- [Raw data]:
+++

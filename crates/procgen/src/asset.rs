//! Mesh assets loaded from disk (the planet ring).

use std::path::Path;

use engine_core::MeshData;
use glam::Vec3;
use thiserror::Error;

/// Failure loading a mesh asset.
#[derive(Debug, Error)]
pub enum AssetError {
    #[error("could not read mesh: {0}")]
    Io(#[from] std::io::Error),
    #[error("line {line}: {message}")]
    Parse { line: usize, message: String },
    #[error("mesh has no triangles")]
    Empty,
}

/// Anything that can turn a path into triangle geometry.
pub trait MeshSource {
    fn load(&self, path: &Path) -> Result<MeshData, AssetError>;
}

/// Reads Wavefront OBJ positions and faces. Normals and texture coordinates are ignored.
#[derive(Debug, Clone, Copy, Default)]
pub struct ObjLoader;

impl MeshSource for ObjLoader {
    fn load(&self, path: &Path) -> Result<MeshData, AssetError> {
        let text = std::fs::read_to_string(path)?;
        parse_obj(&text)
    }
}

/// Parse OBJ text. Polygons are fan-triangulated; `v/vt/vn` and negative indices are accepted.
pub fn parse_obj(text: &str) -> Result<MeshData, AssetError> {
    let mut positions = Vec::new();
    let mut triangles = Vec::new();

    for (i, raw) in text.lines().enumerate() {
        let line = i + 1;
        let mut tokens = raw.split_whitespace();
        match tokens.next() {
            Some("v") => {
                let mut coords = [0.0f32; 3];
                for c in coords.iter_mut() {
                    let token = tokens.next().ok_or_else(|| AssetError::Parse {
                        line,
                        message: "vertex needs three coordinates".to_string(),
                    })?;
                    *c = token.parse().map_err(|_| AssetError::Parse {
                        line,
                        message: format!("bad coordinate `{}`", token),
                    })?;
                }
                positions.push(Vec3::from_array(coords));
            }
            Some("f") => {
                let corners = tokens
                    .map(|t| resolve_index(t, positions.len(), line))
                    .collect::<Result<Vec<u32>, _>>()?;
                if corners.len() < 3 {
                    return Err(AssetError::Parse {
                        line,
                        message: "face needs at least three corners".to_string(),
                    });
                }
                for k in 1..corners.len() - 1 {
                    triangles.push([corners[0], corners[k], corners[k + 1]]);
                }
            }
            _ => {}
        }
    }

    if triangles.is_empty() {
        return Err(AssetError::Empty);
    }
    Ok(MeshData::new(positions, triangles))
}

fn resolve_index(token: &str, vertex_count: usize, line: usize) -> Result<u32, AssetError> {
    let head = token.split('/').next().unwrap_or("");
    let raw: i64 = head.parse().map_err(|_| AssetError::Parse {
        line,
        message: format!("bad face index `{}`", token),
    })?;
    let index = if raw < 0 { vertex_count as i64 + raw } else { raw - 1 };
    if index < 0 || index >= vertex_count as i64 {
        return Err(AssetError::Parse {
            line,
            message: format!("face index {} out of range", raw),
        });
    }
    Ok(index as u32)
}

#[cfg(test)]
mod tests {
    use super::*;

    const SQUARE: &str = "\
# flat square
v -1 0 -1
v 1 0 -1
v 1 0 1
v -1 0 1
vn 0 1 0
f 1//1 2//1 3//1 4//1
";

    #[test]
    fn quad_face_is_fan_triangulated() {
        let mesh = parse_obj(SQUARE).unwrap();
        assert_eq!(mesh.vertex_count(), 4);
        assert_eq!(mesh.triangles, vec![[0, 1, 2], [0, 2, 3]]);
    }

    #[test]
    fn negative_indices_count_from_end() {
        let mesh = parse_obj("v 0 0 0\nv 1 0 0\nv 0 1 0\nf -3 -2 -1\n").unwrap();
        assert_eq!(mesh.triangles, vec![[0, 1, 2]]);
    }

    #[test]
    fn out_of_range_face_is_rejected() {
        let err = parse_obj("v 0 0 0\nf 1 2 3\n").unwrap_err();
        assert!(matches!(err, AssetError::Parse { line: 2, .. }));
    }

    #[test]
    fn mesh_without_faces_is_empty() {
        assert!(matches!(parse_obj("v 0 0 0\n"), Err(AssetError::Empty)));
    }

    #[test]
    fn missing_file_is_io_error() {
        let path = std::env::temp_dir().join("procgen-missing-ring.obj");
        let _ = std::fs::remove_file(&path);
        assert!(matches!(ObjLoader.load(&path), Err(AssetError::Io(_))));
    }
}
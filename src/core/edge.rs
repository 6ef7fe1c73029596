//! Undirected mesh edges and input constraint segments.
//!
//! An [`Edge`] identifies a mesh edge by its two endpoint [`VertexKey`]s in
//! canonical order, so `(a, b)` and `(b, a)` compare and hash equal. A
//! [`Segment`] is the input-side counterpart: a pair of stable vertex indices
//! that must appear as a chain of mesh edges.
//!
//! `Edge` ordering follows the internal slot-map key order and is not stable
//! across processes.

use crate::core::mesh::VertexKey;
use crate::core::vertex::VertexIndex;
use serde::{Deserialize, Serialize};
use slotmap::Key;

/// Canonical undirected edge.
///
/// # Examples
///
/// ```rust
/// use delaunay_refine::core::edge::Edge;
/// use delaunay_refine::core::mesh::VertexKey;
/// use slotmap::KeyData;
///
/// let a = VertexKey::from(KeyData::from_ffi(1));
/// let b = VertexKey::from(KeyData::from_ffi(2));
/// assert_eq!(Edge::new(a, b), Edge::new(b, a));
/// assert_eq!(Edge::new(b, a).endpoints(), (a, b));
/// ```
#[derive(Copy, Clone, Debug, PartialEq, Eq, Hash, PartialOrd, Ord)]
pub struct Edge {
    v0: VertexKey,
    v1: VertexKey,
}

impl Edge {
    /// Creates the canonical edge between `a` and `b`.
    #[must_use]
    pub fn new(a: VertexKey, b: VertexKey) -> Self {
        if a.data().as_ffi() <= b.data().as_ffi() {
            Self { v0: a, v1: b }
        } else {
            Self { v0: b, v1: a }
        }
    }

    #[inline]
    #[must_use]
    pub const fn v0(self) -> VertexKey {
        self.v0
    }

    #[inline]
    #[must_use]
    pub const fn v1(self) -> VertexKey {
        self.v1
    }

    #[inline]
    #[must_use]
    pub const fn endpoints(self) -> (VertexKey, VertexKey) {
        (self.v0, self.v1)
    }

    #[inline]
    #[must_use]
    pub fn contains(self, v: VertexKey) -> bool {
        self.v0 == v || self.v1 == v
    }

    /// The endpoint that is not `v`, or `None` if `v` is not an endpoint.
    #[must_use]
    pub fn other(self, v: VertexKey) -> Option<VertexKey> {
        if self.v0 == v {
            Some(self.v1)
        } else if self.v1 == v {
            Some(self.v0)
        } else {
            None
        }
    }
}

impl From<(VertexKey, VertexKey)> for Edge {
    fn from((a, b): (VertexKey, VertexKey)) -> Self {
        Self::new(a, b)
    }
}

/// A required segment between two input vertices.
///
/// The `marker` is an opaque boundary label carried through unchanged.
#[derive(Copy, Clone, Debug, Default, PartialEq, Eq, Hash, Serialize, Deserialize)]
pub struct Segment {
    /// First endpoint index.
    pub start: VertexIndex,
    /// Second endpoint index.
    pub end: VertexIndex,
    /// Boundary marker.
    pub marker: i32,
}

impl Segment {
    #[must_use]
    pub const fn new(start: VertexIndex, end: VertexIndex) -> Self {
        Self {
            start,
            end,
            marker: 0,
        }
    }

    #[must_use]
    pub const fn with_marker(mut self, marker: i32) -> Self {
        self.marker = marker;
        self
    }
}

impl From<(VertexIndex, VertexIndex)> for Segment {
    fn from((start, end): (VertexIndex, VertexIndex)) -> Self {
        Self::new(start, end)
    }
}
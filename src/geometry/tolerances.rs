//! Numeric tolerances shared by every predicate and algorithm.
//!
//! All geometric decisions in this crate are plain floating-point evaluations
//! compared against fixed epsilons. The epsilons live here, in one
//! configuration value carried by the mesh, instead of being scattered as
//! literals.

use serde::{Deserialize, Serialize};

/// Areas, orientation magnitudes and denominators at or below this are degenerate.
pub const DEFAULT_DEGENERACY_EPSILON: f64 = 1e-10;

/// A point is strictly inside a circumcircle when the in-circle determinant exceeds this.
pub const DEFAULT_CIRCLE_EPSILON: f64 = 1e-10;

/// Minimum distance between a Steiner candidate and any existing vertex.
pub const DEFAULT_CLEARANCE: f64 = 1e-3;

/// Tolerance set used by a [`Mesh`](crate::core::mesh::Mesh) and the
/// algorithms operating on it.
///
/// # Examples
///
/// ```rust
/// use delaunay_refine::geometry::tolerances::Tolerances;
///
/// let tol = Tolerances::default();
/// assert_eq!(tol.degeneracy, 1e-10);
/// assert_eq!(tol.clearance, 1e-3);
///
/// let loose = Tolerances { degeneracy: 1e-8, ..Tolerances::default() };
/// assert!(loose.is_degenerate(5e-9));
/// ```
#[derive(Clone, Copy, Debug, PartialEq, Serialize, Deserialize)]
pub struct Tolerances {
    /// Threshold for zero area, collinearity and parallel lines.
    pub degeneracy: f64,
    /// Threshold for the in-circle determinant.
    pub circle: f64,
    /// Minimum spacing enforced when accepting Steiner points.
    pub clearance: f64,
}

impl Default for Tolerances {
    fn default() -> Self {
        Self {
            degeneracy: DEFAULT_DEGENERACY_EPSILON,
            circle: DEFAULT_CIRCLE_EPSILON,
            clearance: DEFAULT_CLEARANCE,
        }
    }
}

impl Tolerances {
    /// Returns `true` when `value` is within the degeneracy tolerance of zero.
    #[inline]
    #[must_use]
    pub fn is_degenerate(&self, value: f64) -> bool {
        value.abs() <= self.degeneracy
    }

    /// Returns `true` when every tolerance is finite and non-negative.
    #[must_use]
    pub fn is_valid(&self) -> bool {
        [self.degeneracy, self.circle, self.clearance]
            .iter()
            .all(|t| t.is_finite() && *t >= 0.0)
    }
}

+++

- [Work task]:
List all lines in the material containing the string "matches".

- [Task solution]:
        assert!(matches!(err, AssetError::Parse { line: 2, .. }));
        assert!(matches!(parse_obj("v 0 0 0\n"), Err(AssetError::Empty)));
        assert!(matches!(ObjLoader.load(&path), Err(AssetError::Io(_))));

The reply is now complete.